A number of people contacting me have indicated that living in a house or apartment with a mold problem led to their chronic sinusitis. And it wasn't the dreaded toxic black mold (varieties of mold which can cause serious neurological symptoms), but common molds that triggered their inflammatory reactions, respiratory symptoms, allergies, and eventually chronic sinusitis. All due to excessive mold exposure.

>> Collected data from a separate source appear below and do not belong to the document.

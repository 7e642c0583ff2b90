//! GeoServer XML serialization: converting descriptor types to request bodies.
//!
//! Every [`GsSerialize`] implementation writes its own element, so nested
//! types compose by calling each other inside `write_inner_content`.

use std::io::{self, Write};

use gscoverage_model::{
    BandDescriptor, CoverageView, DimensionDescriptor, InputCoverageBand, LayerStyle,
    MetadataEntry, MetadataValue, Namespace, StoreDescriptor, StoreReference,
    WorkspaceDescriptor,
};
use gscoverage_model::coverage::DEFAULT_ENTRY_NAME;
use quick_xml::Writer;
use quick_xml::events::{BytesDecl, BytesText, Event};

use crate::error::XmlError;

/// Trait for serializing GeoServer types to XML.
///
/// Uses `io::Result` because `quick_xml::Writer` closures require `io::Result<()>`.
pub trait GsSerialize {
    /// Serialize this value, including its own element, into the writer.
    ///
    /// # Errors
    ///
    /// Returns `io::Error` if writing to the underlying writer fails.
    fn serialize_xml<W: Write>(&self, writer: &mut Writer<W>) -> io::Result<()>;
}

/// Serialize a value as a bare XML fragment (no declaration).
///
/// # Errors
///
/// Returns `XmlError` if serialization fails.
pub fn to_xml<T: GsSerialize>(value: &T) -> Result<Vec<u8>, XmlError> {
    let mut buf = Vec::with_capacity(512);
    let mut writer = Writer::new(&mut buf);
    value.serialize_xml(&mut writer)?;
    Ok(buf)
}

/// Serialize a value as a complete document with an XML declaration.
///
/// # Errors
///
/// Returns `XmlError` if serialization fails.
pub fn to_xml_document<T: GsSerialize>(value: &T) -> Result<Vec<u8>, XmlError> {
    let mut buf = Vec::with_capacity(512);
    let mut writer = Writer::new(&mut buf);
    writer.write_event(Event::Decl(BytesDecl::new("1.0", Some("UTF-8"), None)))?;
    value.serialize_xml(&mut writer)?;
    Ok(buf)
}

// ---------------------------------------------------------------------------
// Helper functions for writing common XML patterns
// ---------------------------------------------------------------------------

/// Write a simple `<tag>text</tag>` element.
pub(crate) fn write_text_element<W: Write>(
    writer: &mut Writer<W>,
    tag: &str,
    text: &str,
) -> io::Result<()> {
    writer
        .create_element(tag)
        .write_text_content(BytesText::new(text))?;
    Ok(())
}

/// Write `<tag>true</tag>` or `<tag>false</tag>`.
pub(crate) fn write_bool_element<W: Write>(
    writer: &mut Writer<W>,
    tag: &str,
    value: bool,
) -> io::Result<()> {
    write_text_element(writer, tag, if value { "true" } else { "false" })
}

/// Write `<tag><string>a</string><string>b</string></tag>`, skipping blanks.
pub(crate) fn write_string_list<W: Write>(
    writer: &mut Writer<W>,
    tag: &str,
    values: &[String],
) -> io::Result<()> {
    writer.create_element(tag).write_inner_content(|w| {
        for value in values.iter().filter(|v| !v.is_empty()) {
            write_text_element(w, "string", value)?;
        }
        Ok(())
    })?;
    Ok(())
}

// ---------------------------------------------------------------------------
// Coverage sub-builders
// ---------------------------------------------------------------------------

impl GsSerialize for Namespace {
    fn serialize_xml<W: Write>(&self, writer: &mut Writer<W>) -> io::Result<()> {
        writer.create_element("namespace").write_inner_content(|w| {
            write_text_element(w, "name", &self.name)?;
            write_text_element(w, "atom", &self.atom)?;
            Ok(())
        })?;
        Ok(())
    }
}

impl GsSerialize for StoreReference {
    /// Writes nothing when no class is set.
    fn serialize_xml<W: Write>(&self, writer: &mut Writer<W>) -> io::Result<()> {
        let Some(class) = self.classname.as_deref().filter(|c| !c.is_empty()) else {
            return Ok(());
        };
        writer
            .create_element("store")
            .with_attribute(("class", class))
            .write_inner_content(|w| write_text_element(w, "name", &self.name))?;
        Ok(())
    }
}

impl GsSerialize for MetadataEntry {
    fn serialize_xml<W: Write>(&self, writer: &mut Writer<W>) -> io::Result<()> {
        let element = if self.name.is_empty() {
            DEFAULT_ENTRY_NAME
        } else {
            self.name.as_str()
        };
        let entry = writer
            .create_element(element)
            .with_attribute(("key", self.key.as_str()));
        match &self.val {
            MetadataValue::CoverageView(view) => {
                entry.write_inner_content(|w| view.serialize_xml(w))?;
            }
            MetadataValue::Text(text) => {
                entry.write_text_content(BytesText::new(text))?;
            }
        }
        Ok(())
    }
}

impl GsSerialize for CoverageView {
    fn serialize_xml<W: Write>(&self, writer: &mut Writer<W>) -> io::Result<()> {
        writer.create_element("coverageView").write_inner_content(|w| {
            w.create_element("coverageBands").write_inner_content(|w| {
                for band in self.bands() {
                    band.serialize_xml(w)?;
                }
                Ok(())
            })?;
            write_text_element(w, "name", &self.name)?;
            write_text_element(
                w,
                "envelopeCompositionType",
                self.envelope_composition_type.as_str(),
            )?;
            write_text_element(w, "selectedResolution", &self.selected_resolution)?;
            write_text_element(
                w,
                "selectedResolutionIndex",
                &self.selected_resolution_index.to_string(),
            )?;
            Ok(())
        })?;
        Ok(())
    }
}

impl GsSerialize for BandDescriptor {
    fn serialize_xml<W: Write>(&self, writer: &mut Writer<W>) -> io::Result<()> {
        writer.create_element("coverageBand").write_inner_content(|w| {
            w.create_element("inputCoverageBands")
                .write_inner_content(|w| {
                    for input in &self.input_coverage_bands {
                        input.serialize_xml(w)?;
                    }
                    Ok(())
                })?;
            write_text_element(w, "definition", &self.definition)?;
            write_text_element(w, "index", &self.index.to_string())?;
            if let Some(composition) = &self.composition_type {
                write_text_element(w, "compositionType", composition)?;
            }
            Ok(())
        })?;
        Ok(())
    }
}

impl GsSerialize for InputCoverageBand {
    fn serialize_xml<W: Write>(&self, writer: &mut Writer<W>) -> io::Result<()> {
        writer
            .create_element("inputCoverageBand")
            .write_inner_content(|w| write_text_element(w, "coverageName", &self.coverage_name))?;
        Ok(())
    }
}

impl GsSerialize for DimensionDescriptor {
    fn serialize_xml<W: Write>(&self, writer: &mut Writer<W>) -> io::Result<()> {
        writer
            .create_element("coverageDimension")
            .write_inner_content(|w| {
                write_text_element(w, "name", &self.name)?;
                write_text_element(w, "description", &self.description)?;
                w.create_element("dimensionType")
                    .write_inner_content(|w| {
                        write_text_element(w, "name", self.dimension_type.as_str())
                    })?;
                w.create_element("range").write_inner_content(|w| {
                    write_text_element(w, "min", &self.range.0)?;
                    write_text_element(w, "max", &self.range.1)?;
                    Ok(())
                })?;
                Ok(())
            })?;
        Ok(())
    }
}

// ---------------------------------------------------------------------------
// Other REST bodies
// ---------------------------------------------------------------------------

impl GsSerialize for StoreDescriptor {
    fn serialize_xml<W: Write>(&self, writer: &mut Writer<W>) -> io::Result<()> {
        writer.create_element("coverageStore").write_inner_content(|w| {
            write_bool_element(w, "enabled", self.enabled)?;
            write_text_element(w, "name", &self.name)?;
            write_text_element(w, "url", &self.url)?;
            write_text_element(w, "type", &self.store_type)?;
            write_text_element(w, "workspace", &self.workspace)?;
            Ok(())
        })?;
        Ok(())
    }
}

impl GsSerialize for LayerStyle {
    fn serialize_xml<W: Write>(&self, writer: &mut Writer<W>) -> io::Result<()> {
        writer.create_element("layer").write_inner_content(|w| {
            w.create_element("defaultStyle").write_inner_content(|w| {
                write_text_element(w, "name", &self.style)?;
                if let Some(ws) = &self.workspace {
                    write_text_element(w, "workspace", ws)?;
                }
                Ok(())
            })?;
            Ok(())
        })?;
        Ok(())
    }
}

impl GsSerialize for WorkspaceDescriptor {
    fn serialize_xml<W: Write>(&self, writer: &mut Writer<W>) -> io::Result<()> {
        writer.create_element("namespace").write_inner_content(|w| {
            write_text_element(w, "prefix", &self.prefix)?;
            write_text_element(w, "uri", &self.uri)?;
            Ok(())
        })?;
        Ok(())
    }
}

This summer's flooding caused by hurricanes and tropical storms will result in major mold growth in residences after the water recedes. What will be the health consequences? Article excerpts about mold (and with impressive photos) from The Atlantic:
The Looming Consequences of Breathing Mold
But the impact of hurricanes on health is not captured in the mortality and morbidity numbers in the days after the rain. This is typified by the inglorious problem of mold. Submerging a city means introducing a new ecosystem of fungal growth that will change the health of the population in ways we are only beginning to understand. The same infrastructure and geography that have kept this water from dissipating created a uniquely prolonged period for fungal overgrowth to take hold, which can mean health effects that will bear out over years and lifetimes.
The documented dangers of excessive mold exposure are many. Guidelines issued by the World Health Organization note that living or working amid mold is associated with respiratory symptoms, allergies, asthma, and immunological reactions. The document cites a wide array of “inflammatory and toxic responses after exposure to microorganisms isolated from damp buildings, including their spores, metabolites, and components,” as well as evidence that mold exposure can increase risks of rare conditions like hypersensitivity pneumonitis, allergic alveolitis, and chronic sinusitis.
Twelve years ago in New Orleans, Katrina similarly rendered most homes unlivable, and it created a breeding ground for mosquitoes and the diseases they carry, and caused a shortage of potable water and food. But long after these threats to human health were addressed, the mold exposure, in low-income neighborhoods in particular, continued. The same is true in parts of Brooklyn, where mold overgrowth has reportedly worsened in the years since Hurricane Sandy. In the Red Hook neighborhood, a community report last October found that a still-growing number of residents were living in moldy apartments.
The highly publicized “toxic mold”—meaning the varieties that send mycotoxins into the air, the inhaling of which can acutely sicken anyone—causes most concern right after a flood. In the wake of Hurricane Matthew in South Carolina last year, sludge stood feet deep in homes for days. As it receded, toxic black mold grew. In one small community, Nichols, it was more the mold than the water itself that left the town’s 261 homes uninhabitable for months.
The more insidious and ubiquitous molds, though, produce no acutely dangerous mycotoxins but can still trigger inflammatory reactions, allergies, and asthma. The degree of impact from these exposure in New Orleans after Hurricane Katrina is still being studied.
Molds also emit volatile chemicals that some experts believe could affect the human nervous system. Among them is Joan Bennett, a distinguished professor of plant biology and pathology at Rutgers University, who has devoted her career to the study of fungal toxins. She was living in New Orleans during the storm, and she recalls that while some health experts were worried about heavy-metal poisoning or cholera, she was worried about fungus.
The smell of the fungi in her house got so strong after the flooding that it gave her headaches and made her nauseated. As she evacuated, wearing a mask and gloves, she took samples of the mold along with her valued possessions. Her lab at Rutgers went on to report that the volatile organic compounds emitted by the mold, known as mushroom alcohol, had some bizarre effects on fruit flies. For one, they affected genes involved in handling and transporting dopamine in a way that mimicked the pathology of Parkinson’s disease in humans. “More biologists ought to be looking at gas-phase compounds, because I’m quite certain we’ll find a lot of unexpected effects that we’ve been ignoring,” said Bennett.